The mayor said the borough’s recent drive for the local food pantry demonstrated how many “really loving, caring people live in Bradley.”
Engelstad said a nonfiction book club he started two years ago and participation in a men’s discussion group at the Church of St. Rose in Belmar will continue to occupy some of his free time.
As for politics, when asked, the mayor said he could reconsider his 2016 separation from the Republican party should a vacancy arise on the Monmouth County Board of Chosen Freeholders.
“It’s really a different organization at the county level,” he said. “I look at someone like [Freeholder Director] Tommy Arnone (R-Neptune City). He is a great example of a good, bipartisan elected official.

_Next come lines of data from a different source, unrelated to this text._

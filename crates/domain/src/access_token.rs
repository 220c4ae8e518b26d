//! # アクセストークン
//!
//! ログイン時に発行し、`Authorization: Bearer <token>` で提示される不透明なトークン。
//! トークン文字列はランダムな UUID v4 を 2 つ連結したもの（244 bit のエントロピー）。

use chrono::{DateTime, Utc};

use crate::user::UserId;

/// アクセストークン文字列
///
/// Debug 出力ではマスクする。
#[derive(Clone, PartialEq, Eq, Hash)]
pub struct AccessTokenValue(String);

impl std::fmt::Debug for AccessTokenValue {
    fn fmt(&self, f: &mut std::fmt::Formatter<'_>) -> std::fmt::Result {
        f.debug_tuple("AccessTokenValue").field(&"[REDACTED]").finish()
    }
}

impl AccessTokenValue {
    /// 新しいトークン文字列を生成する
    pub fn generate() -> Self {
        Self(format!(
            "{}{}",
            uuid::Uuid::new_v4().simple(),
            uuid::Uuid::new_v4().simple()
        ))
    }

    /// 提示された文字列からトークンを復元する
    pub fn from_string(value: impl Into<String>) -> Self {
        Self(value.into())
    }

    pub fn as_str(&self) -> &str {
        &self.0
    }
}

/// 発行済みアクセストークン
#[derive(Debug, Clone, PartialEq, Eq)]
pub struct AccessToken {
    token:      AccessTokenValue,
    user_id:    UserId,
    created_at: DateTime<Utc>,
}

impl AccessToken {
    /// ユーザーに新しいトークンを発行する
    pub fn issue(user_id: UserId, now: DateTime<Utc>) -> Self {
        Self {
            token: AccessTokenValue::generate(),
            user_id,
            created_at: now,
        }
    }

    pub fn from_db(token: AccessTokenValue, user_id: UserId, created_at: DateTime<Utc>) -> Self {
        Self {
            token,
            user_id,
            created_at,
        }
    }

    pub fn token(&self) -> &AccessTokenValue {
        &self.token
    }

    pub fn user_id(&self) -> &UserId {
        &self.user_id
    }

    pub fn created_at(&self) -> DateTime<Utc> {
        self.created_at
    }
}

There are Republican mayors who sing his praises, and Democratic mayors who sing his praises. There are good examples of Republicans at the local level.”
Engelstad said he has no plans to take on U.S. Rep. Chris Smith (R-4th Dist.), with whom he has disagreed in the past.
“I’ve been at events where the congressman and I have both spoken and he’s been very cordial to me, but I actively worked against him in the last election,” Engelstad said. “I tried to help [Democrat] Josh Welle as much as I could.” Smith, one of only two Republicans representing New Jersey in Congress, defeated Welle in 2018 by 12 percentage points.
Engelstad will serve out his term through the end of the year but he has a plan for an informal meet-up with borough residents in the near future.
“In the next few weeks, I’ll be at D’Arcy’s Tavern and my credit card will be on the bar,” the mayor said. “And anybody who wants to come and say nice job, drinks are on me. Anybody that wants to punch me in the face, drinks are still on me.”